(Saved entries)
◆ ◆ ◆ ◆

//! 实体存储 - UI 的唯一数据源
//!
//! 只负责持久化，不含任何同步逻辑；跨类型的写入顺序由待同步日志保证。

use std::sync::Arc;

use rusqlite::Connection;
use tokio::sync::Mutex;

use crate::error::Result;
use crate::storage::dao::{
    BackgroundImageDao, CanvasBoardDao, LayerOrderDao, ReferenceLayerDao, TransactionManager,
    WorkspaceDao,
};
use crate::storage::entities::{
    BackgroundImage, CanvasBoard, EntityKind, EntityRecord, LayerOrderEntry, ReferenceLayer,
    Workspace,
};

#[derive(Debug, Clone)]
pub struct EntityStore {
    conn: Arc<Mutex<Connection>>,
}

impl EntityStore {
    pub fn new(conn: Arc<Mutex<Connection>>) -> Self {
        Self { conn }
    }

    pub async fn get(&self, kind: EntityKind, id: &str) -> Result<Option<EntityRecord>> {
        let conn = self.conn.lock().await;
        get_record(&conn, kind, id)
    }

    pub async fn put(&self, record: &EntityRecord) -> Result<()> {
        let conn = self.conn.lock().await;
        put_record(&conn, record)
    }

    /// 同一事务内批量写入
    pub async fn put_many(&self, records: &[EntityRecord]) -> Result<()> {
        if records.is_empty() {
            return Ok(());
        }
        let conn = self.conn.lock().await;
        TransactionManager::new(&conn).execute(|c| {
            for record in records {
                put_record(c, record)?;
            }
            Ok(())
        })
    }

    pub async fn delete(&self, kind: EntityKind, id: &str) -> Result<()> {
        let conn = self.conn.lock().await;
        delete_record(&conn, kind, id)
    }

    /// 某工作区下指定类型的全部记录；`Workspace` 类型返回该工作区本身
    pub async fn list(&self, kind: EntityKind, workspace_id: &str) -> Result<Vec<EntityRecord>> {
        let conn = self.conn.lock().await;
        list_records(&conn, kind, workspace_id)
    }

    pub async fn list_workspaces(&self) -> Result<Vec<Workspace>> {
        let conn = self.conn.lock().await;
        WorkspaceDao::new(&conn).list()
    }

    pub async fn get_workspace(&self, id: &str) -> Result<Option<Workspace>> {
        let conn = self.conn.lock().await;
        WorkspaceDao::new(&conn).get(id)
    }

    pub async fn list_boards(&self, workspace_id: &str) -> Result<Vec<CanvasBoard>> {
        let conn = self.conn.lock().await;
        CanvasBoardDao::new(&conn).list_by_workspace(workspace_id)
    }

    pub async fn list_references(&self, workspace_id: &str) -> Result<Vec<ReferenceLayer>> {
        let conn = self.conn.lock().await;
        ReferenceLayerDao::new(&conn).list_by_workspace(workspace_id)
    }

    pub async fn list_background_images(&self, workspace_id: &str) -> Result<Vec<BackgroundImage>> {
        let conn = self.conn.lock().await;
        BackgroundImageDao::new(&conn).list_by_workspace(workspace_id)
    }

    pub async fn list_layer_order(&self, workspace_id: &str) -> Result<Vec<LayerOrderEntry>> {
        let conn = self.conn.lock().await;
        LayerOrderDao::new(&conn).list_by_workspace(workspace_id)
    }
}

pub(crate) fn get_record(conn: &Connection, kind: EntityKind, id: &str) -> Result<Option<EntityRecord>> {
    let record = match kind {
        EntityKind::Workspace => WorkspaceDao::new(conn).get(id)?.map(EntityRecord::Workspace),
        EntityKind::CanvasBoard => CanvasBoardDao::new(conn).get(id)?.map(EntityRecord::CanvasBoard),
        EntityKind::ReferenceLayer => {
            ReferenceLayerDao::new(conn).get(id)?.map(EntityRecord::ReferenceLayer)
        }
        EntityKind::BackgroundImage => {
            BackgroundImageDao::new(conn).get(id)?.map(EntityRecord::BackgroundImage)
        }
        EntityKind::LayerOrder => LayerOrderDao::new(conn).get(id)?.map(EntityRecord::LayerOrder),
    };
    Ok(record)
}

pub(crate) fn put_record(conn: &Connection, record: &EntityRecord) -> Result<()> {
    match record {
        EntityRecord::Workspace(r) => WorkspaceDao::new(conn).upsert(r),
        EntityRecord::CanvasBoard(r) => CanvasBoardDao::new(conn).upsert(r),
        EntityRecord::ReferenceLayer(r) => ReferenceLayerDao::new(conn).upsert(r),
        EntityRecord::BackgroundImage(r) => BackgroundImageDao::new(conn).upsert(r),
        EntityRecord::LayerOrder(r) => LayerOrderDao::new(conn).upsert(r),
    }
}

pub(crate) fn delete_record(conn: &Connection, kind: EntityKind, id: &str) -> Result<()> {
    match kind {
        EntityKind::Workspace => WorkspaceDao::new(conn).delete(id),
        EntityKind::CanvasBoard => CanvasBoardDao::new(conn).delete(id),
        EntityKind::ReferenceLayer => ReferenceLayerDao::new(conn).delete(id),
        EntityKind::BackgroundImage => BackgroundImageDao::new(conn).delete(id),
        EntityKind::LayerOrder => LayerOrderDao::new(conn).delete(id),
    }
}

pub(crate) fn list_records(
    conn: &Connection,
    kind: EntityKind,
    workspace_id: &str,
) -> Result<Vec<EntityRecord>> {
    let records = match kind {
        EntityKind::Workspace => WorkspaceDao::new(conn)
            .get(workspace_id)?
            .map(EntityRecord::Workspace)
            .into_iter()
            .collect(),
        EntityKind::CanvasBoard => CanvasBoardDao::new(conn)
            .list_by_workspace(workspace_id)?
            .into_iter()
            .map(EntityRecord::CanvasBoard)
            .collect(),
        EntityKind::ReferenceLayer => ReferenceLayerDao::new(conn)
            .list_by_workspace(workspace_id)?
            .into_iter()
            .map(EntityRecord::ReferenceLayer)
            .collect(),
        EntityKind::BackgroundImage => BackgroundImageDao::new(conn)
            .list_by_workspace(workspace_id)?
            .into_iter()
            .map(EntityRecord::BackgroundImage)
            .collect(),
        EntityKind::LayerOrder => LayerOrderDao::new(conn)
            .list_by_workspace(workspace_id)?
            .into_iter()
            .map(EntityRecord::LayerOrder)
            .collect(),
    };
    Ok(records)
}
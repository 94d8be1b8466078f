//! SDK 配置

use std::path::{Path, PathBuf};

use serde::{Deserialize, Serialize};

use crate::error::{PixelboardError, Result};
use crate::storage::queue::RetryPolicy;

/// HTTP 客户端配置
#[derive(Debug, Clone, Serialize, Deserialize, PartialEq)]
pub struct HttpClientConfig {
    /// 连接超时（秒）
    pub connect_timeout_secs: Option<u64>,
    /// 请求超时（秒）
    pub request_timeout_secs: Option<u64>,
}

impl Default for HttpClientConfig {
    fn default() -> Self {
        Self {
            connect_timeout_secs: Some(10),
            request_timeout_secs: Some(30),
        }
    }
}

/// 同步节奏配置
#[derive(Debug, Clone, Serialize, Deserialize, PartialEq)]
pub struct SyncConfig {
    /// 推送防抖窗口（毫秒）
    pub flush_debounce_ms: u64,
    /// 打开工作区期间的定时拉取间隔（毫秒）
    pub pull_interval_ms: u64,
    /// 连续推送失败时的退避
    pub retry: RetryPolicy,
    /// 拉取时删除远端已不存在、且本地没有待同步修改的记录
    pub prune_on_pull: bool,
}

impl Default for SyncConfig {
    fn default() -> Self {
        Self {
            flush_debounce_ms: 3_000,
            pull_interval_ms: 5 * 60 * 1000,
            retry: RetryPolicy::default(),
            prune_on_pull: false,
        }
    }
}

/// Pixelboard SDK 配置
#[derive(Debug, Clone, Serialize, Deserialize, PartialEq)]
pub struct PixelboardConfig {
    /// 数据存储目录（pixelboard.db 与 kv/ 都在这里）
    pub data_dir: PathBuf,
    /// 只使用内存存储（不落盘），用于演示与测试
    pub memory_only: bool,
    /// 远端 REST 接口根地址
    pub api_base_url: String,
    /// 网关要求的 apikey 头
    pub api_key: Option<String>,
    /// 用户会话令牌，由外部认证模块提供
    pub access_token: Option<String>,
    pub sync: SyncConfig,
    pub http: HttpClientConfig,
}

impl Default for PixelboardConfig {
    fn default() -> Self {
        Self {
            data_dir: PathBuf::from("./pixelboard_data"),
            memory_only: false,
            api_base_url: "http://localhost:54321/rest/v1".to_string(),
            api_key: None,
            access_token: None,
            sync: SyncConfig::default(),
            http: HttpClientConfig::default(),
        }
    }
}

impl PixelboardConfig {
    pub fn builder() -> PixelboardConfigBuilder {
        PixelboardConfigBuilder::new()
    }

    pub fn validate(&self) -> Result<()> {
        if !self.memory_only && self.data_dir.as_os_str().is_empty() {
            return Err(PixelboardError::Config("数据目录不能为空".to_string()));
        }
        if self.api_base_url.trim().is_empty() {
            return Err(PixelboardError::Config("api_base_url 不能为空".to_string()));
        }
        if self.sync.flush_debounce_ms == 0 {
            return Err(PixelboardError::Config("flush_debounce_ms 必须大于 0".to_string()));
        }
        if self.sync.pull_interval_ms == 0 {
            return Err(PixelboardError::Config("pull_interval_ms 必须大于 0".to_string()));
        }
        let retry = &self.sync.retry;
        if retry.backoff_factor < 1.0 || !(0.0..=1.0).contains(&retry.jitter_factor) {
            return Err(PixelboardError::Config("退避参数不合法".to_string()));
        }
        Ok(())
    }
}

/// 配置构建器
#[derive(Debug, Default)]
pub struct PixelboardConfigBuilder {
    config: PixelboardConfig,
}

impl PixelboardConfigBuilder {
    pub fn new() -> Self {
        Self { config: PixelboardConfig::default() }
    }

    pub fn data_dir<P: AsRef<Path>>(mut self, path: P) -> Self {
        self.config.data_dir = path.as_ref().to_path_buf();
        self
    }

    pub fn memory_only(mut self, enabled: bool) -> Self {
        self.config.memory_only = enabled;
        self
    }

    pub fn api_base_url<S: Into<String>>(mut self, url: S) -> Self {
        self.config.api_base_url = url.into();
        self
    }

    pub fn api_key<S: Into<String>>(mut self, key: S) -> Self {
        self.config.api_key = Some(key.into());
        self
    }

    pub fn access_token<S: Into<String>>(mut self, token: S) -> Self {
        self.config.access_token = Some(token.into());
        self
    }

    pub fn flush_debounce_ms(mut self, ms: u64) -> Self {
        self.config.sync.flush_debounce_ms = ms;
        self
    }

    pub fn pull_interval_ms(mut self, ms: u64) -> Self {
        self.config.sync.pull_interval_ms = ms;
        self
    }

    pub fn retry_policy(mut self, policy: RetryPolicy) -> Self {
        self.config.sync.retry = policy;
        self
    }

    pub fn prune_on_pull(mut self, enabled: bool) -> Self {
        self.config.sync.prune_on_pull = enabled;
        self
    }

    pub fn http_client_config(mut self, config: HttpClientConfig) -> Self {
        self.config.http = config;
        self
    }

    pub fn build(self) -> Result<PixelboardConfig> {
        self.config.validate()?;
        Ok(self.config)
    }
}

◆ ◆ ◆ ◆

Requirement — The result is a copy of every line above where the word "SyncConfig" shows up.

Task solution —
pub struct SyncConfig {
impl Default for SyncConfig {
    pub sync: SyncConfig,
            sync: SyncConfig::default(),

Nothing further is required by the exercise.